Rosa langsung memeluknya. "Kak Stanley, kamu ini benar-benar bodoh. Demi aku, kamu menikahi wanita yang nggak kamu cintai. Aku ... aku benar-benar nggak tahu bagaimana harus membalasmu."
Sambil berkata demikian, Rosa mendongak dan hendak mencium bibir Stanley.
Namun di luar dugaan, Stanley justru memalingkan wajah dan menghindari ciuman itu.
Pria itu mengatupkan bibirnya, urat di lehernya menegang, terlihat jelas pria itu sedang menahan diri. "Rosa, jangan lakukan ini. Aku sudah bertunangan, sedangkan kamu belum menikah. Ini ... akan merusak reputasimu."
Dahiku terasa makin panas.
Pemandangan di depanku mulai berputar. Dalam keadaan setengah sadar, aku teringat kembali saat menerima lamaran Stanley.
Malam setelah aku menerima lamarannya, pria itu langsung mengajakku tidur bersama.
Stanley menyeka air mataku ketika melihatku kesakitan. Pria itu mengatakan bahwa ini adalah bukti cintanya padaku.
Namun, ternyata ketika pria itu benar-benar mencintai seorang wanita, pria itu akan berusaha menjaga kesucian wanita yang dia cintai ...
Di dalam kamar, Rosa masih menangis, bagian depan kemeja Stanley sudah basah oleh air matanya.
"Kak Stanley, kamu sangat baik padaku. Tapi makin kamu baik padaku, justru membuatku makin takut."
"Bagaimanapun juga, kamu adalah tunangan kakakku. Suatu hari nanti, kalian akan menikah dan memiliki anak. Saat itu tiba, kalian akan menjadi keluarga utuh, kamu nggak akan menyukaiku seperti sekarang ... "
Stanley mengusap hidung Rosa dengan penuh cinta sambil berkata, "Rosa, kamu ini bodoh. Aku sama sekali nggak mencintainya, mana mungkin aku biarkan dia mengandung anakku?"
"Sejak dia dilecehkan, aku sudah menyuruh orang-orang itu merusak rahimnya, sehingga dia nggak akan bisa hamil selamanya ... "
Semua perkataan Stanley setelah itu sudah tidak terdengar jelas lagi di telingaku. Aku hanya merasa seluruh darah di tubuhku membeku.
Pantas saja, setelah berhubungan badan dengan Stanley sekian lama, aku tidak juga hamil walaupun Stanley tidak memakai pengaman.
Aku bahkan menangis di depan Stanley karena hal ini.
Ibuku sudah lama meninggal, lalu ayahku menikahi ibunya Rosa.
Setiap kali melihat mereka bertiga hidup harmonis, aku merasa asing di rumahku sendiri.

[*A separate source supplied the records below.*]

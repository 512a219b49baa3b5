//! Ctrl-C handling.
//!
//! Outside a batch an interrupt ends the process straight away with the
//! cancellation message and a success status. While icons are being
//! converted it is only recorded; the batch stops before the next icon so no
//! output file is left half written.

use std::sync::atomic::{AtomicBool, Ordering};
use std::sync::Arc;

use crate::error::{DarkError, Result};
use crate::output::Printer;

/// Message shown when the user cancels a run.
pub const CANCELLED_MESSAGE: &str = "Operation cancelled by user.";

/// Shared interrupt state between the signal handler and the batch loop.
#[derive(Debug, Clone, Default)]
pub struct Interrupt {
    requested: Arc<AtomicBool>,
    in_batch: Arc<AtomicBool>,
}

impl Interrupt {
    pub fn new() -> Self {
        Self::default()
    }

    /// Record an interrupt.
    ///
    /// Returns `true` when a batch is running and will stop by itself,
    /// `false` when the caller has to end the process.
    pub fn request(&self) -> bool {
        self.requested.store(true, Ordering::SeqCst);
        self.in_batch.load(Ordering::SeqCst)
    }

    /// Whether an interrupt has been recorded.
    pub fn is_requested(&self) -> bool {
        self.requested.load(Ordering::SeqCst)
    }

    /// Fail with [`DarkError::Cancelled`] if an interrupt has been recorded.
    pub fn check(&self) -> Result<()> {
        if self.is_requested() {
            Err(DarkError::Cancelled)
        } else {
            Ok(())
        }
    }

    /// Mark a batch as running until the guard is dropped.
    pub fn batch(&self) -> BatchGuard<'_> {
        self.in_batch.store(true, Ordering::SeqCst);
        BatchGuard(self)
    }

    /// Install this state as the process Ctrl-C handler.
    ///
    /// Can be called once per process.
    pub fn install(&self, printer: Printer) -> Result<()> {
        let interrupt = self.clone();
        ctrlc::set_handler(move || {
            if !interrupt.request() {
                cancelled(&printer);
                std::process::exit(0);
            }
        })
        .map_err(|e| DarkError::Signal {
            message: e.to_string(),
        })
    }
}

/// Keeps [`Interrupt`] in batch mode while alive.
pub struct BatchGuard<'a>(&'a Interrupt);

impl Drop for BatchGuard<'_> {
    fn drop(&mut self) {
        self.0.in_batch.store(false, Ordering::SeqCst);
    }
}

/// Report a cancellation on a fresh line.
pub fn cancelled(printer: &Printer) {
    printer.blank();
    printer.warning("Cancelled", CANCELLED_MESSAGE);
}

Aku pernah mengatakan pada Stanley bahwa aku benar-benar ingin memiliki seorang anak, ingin memiliki keluargaku sendiri.
Saat itu, Stanley masih memelukku dan menghiburku dengan lembut.
Tidak kusangka, ternyata sekarang aku mandul.

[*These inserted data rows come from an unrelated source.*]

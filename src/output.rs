//! Terminal output formatting for darkicon.
//!
//! Provides Cargo-style status output with right-aligned coloured verbs.
//! Progress goes to stdout by default; when stdout carries machine-readable
//! output the printer is switched to stderr.

use std::io::{self, IsTerminal, Write};
use std::sync::{Arc, Mutex};

/// ANSI escape codes.
const RESET: &str = "\x1b[0m";
const BOLD: &str = "\x1b[1m";
const RED: &str = "\x1b[31m";
const GREEN: &str = "\x1b[32m";
const YELLOW: &str = "\x1b[33m";
const CYAN: &str = "\x1b[36m";

/// Width for right-aligned verb column.
const VERB_WIDTH: usize = 12;

/// Stream a [`Printer`] writes to.
#[derive(Debug, Clone, Copy, PartialEq, Eq)]
pub enum Stream {
    Stdout,
    Stderr,
}

impl Stream {
    fn is_terminal(self) -> bool {
        match self {
            Stream::Stdout => io::stdout().is_terminal(),
            Stream::Stderr => io::stderr().is_terminal(),
        }
    }
}

/// Where a [`Printer`] sends its lines.
#[derive(Debug, Clone)]
enum Target {
    Stream(Stream),
    Buffer(Arc<Mutex<Vec<u8>>>),
}

/// Terminal-aware status printer.
///
/// Colour is enabled when the target stream is a terminal. A quiet printer
/// drops status and info lines but still shows warnings and errors.
#[derive(Debug, Clone)]
pub struct Printer {
    target: Target,
    color: bool,
    quiet: bool,
}

impl Printer {
    pub fn new() -> Self {
        Self::with_stream(Stream::Stdout)
    }

    pub fn with_stream(stream: Stream) -> Self {
        Self {
            target: Target::Stream(stream),
            color: stream.is_terminal(),
            quiet: false,
        }
    }

    /// A printer that keeps its lines in memory, without colour.
    ///
    /// Clones share the same buffer; read it back with [`Printer::captured`].
    pub fn buffered() -> Self {
        Self {
            target: Target::Buffer(Arc::new(Mutex::new(Vec::new()))),
            color: false,
            quiet: false,
        }
    }

    /// Everything written so far by a buffered printer.
    ///
    /// Always empty for stream printers.
    pub fn captured(&self) -> String {
        match &self.target {
            Target::Stream(_) => String::new(),
            Target::Buffer(buf) => match buf.lock() {
                Ok(buf) => String::from_utf8_lossy(&buf).into_owned(),
                Err(poisoned) => String::from_utf8_lossy(&poisoned.into_inner()).into_owned(),
            },
        }
    }

    /// Suppress progress lines.
    pub fn quiet(mut self, quiet: bool) -> Self {
        self.quiet = quiet;
        self
    }

    /// Print a status line with a green bold verb.
    /// e.g. "  Processing ui/save_icon.png"
    pub fn status(&self, verb: &str, message: &str) {
        if !self.quiet {
            self.print_line(GREEN, verb, message);
        }
    }

    /// Print an informational line with a cyan bold verb.
    pub fn info(&self, verb: &str, message: &str) {
        if !self.quiet {
            self.print_line(CYAN, verb, message);
        }
    }

    /// Print a warning line with a yellow bold verb.
    pub fn warning(&self, verb: &str, message: &str) {
        self.print_line(YELLOW, verb, message);
    }

    /// Print an error line with a red bold verb.
    pub fn error(&self, verb: &str, message: &str) {
        self.print_line(RED, verb, message);
    }

    /// Print a bold heading, centred in `width` columns.
    pub fn heading(&self, text: &str, width: usize) {
        if self.quiet {
            return;
        }
        let line = format!("{text:^width$}");
        let line = line.trim_end();
        if self.color {
            self.write(&format!("{BOLD}{line}{RESET}"));
        } else {
            self.write(line);
        }
    }

    /// Print an empty line.
    pub fn blank(&self) {
        self.write("");
    }

    /// Print a plain rule of `=` characters.
    pub fn rule(&self, width: usize) {
        if !self.quiet {
            self.write(&"=".repeat(width));
        }
    }

    /// Format a string as cyan (for paths, info).
    pub fn cyan(&self, text: &str) -> String {
        if self.color {
            format!("{CYAN}{text}{RESET}")
        } else {
            text.to_string()
        }
    }

    fn print_line(&self, color: &str, verb: &str, message: &str) {
        if self.color {
            self.write(&format!("{BOLD}{color}{verb:>VERB_WIDTH$}{RESET} {message}"));
        } else {
            self.write(&format!("{verb:>VERB_WIDTH$} {message}"));
        }
    }

    fn write(&self, line: &str) {
        let _ = match &self.target {
            Target::Stream(Stream::Stdout) => writeln!(io::stdout().lock(), "{line}"),
            Target::Stream(Stream::Stderr) => writeln!(io::stderr().lock(), "{line}"),
            Target::Buffer(buf) => match buf.lock() {
                Ok(mut buf) => writeln!(buf, "{line}"),
                Err(poisoned) => writeln!(poisoned.into_inner(), "{line}"),
            },
        };
    }
}

impl Default for Printer {
    fn default() -> Self {
        Self::new()
    }
}

/// Pluralize a count: `plural(1, "icon", "icons")` → "1 icon".
pub fn plural(n: usize, singular: &str, pluralized: &str) -> String {
    if n == 1 {
        format!("{} {}", n, singular)
    } else {
        format!("{} {}", n, pluralized)
    }
}

/// Return a relative display path when possible, absolute otherwise.
pub fn display_path(path: &std::path::Path) -> String {
    if let Ok(cwd) = std::env::current_dir() {
        if let Ok(relative) = path.strip_prefix(&cwd) {
            let s = relative.display().to_string();
            if s.is_empty() {
                return ".".to_string();
            }
            return s;
        }
    }
    path.display().to_string()
}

Dan, semua ini adalah hasil perbuatan pria itu!
Begitu rupanya.
Begitu rupanya.
Mataku terasa pedih. Selama beberapa hari ini, aku terlalu sering menangis, hingga air mataku sudah kering.
Dengan langkah terhuyung-huyung, aku kembali ke kamar dan menghubungi seseorang yang nomornya telah melekat di ingatanku.
Aku tidak akan membiarkan mereka berdua hidup dengan tenang!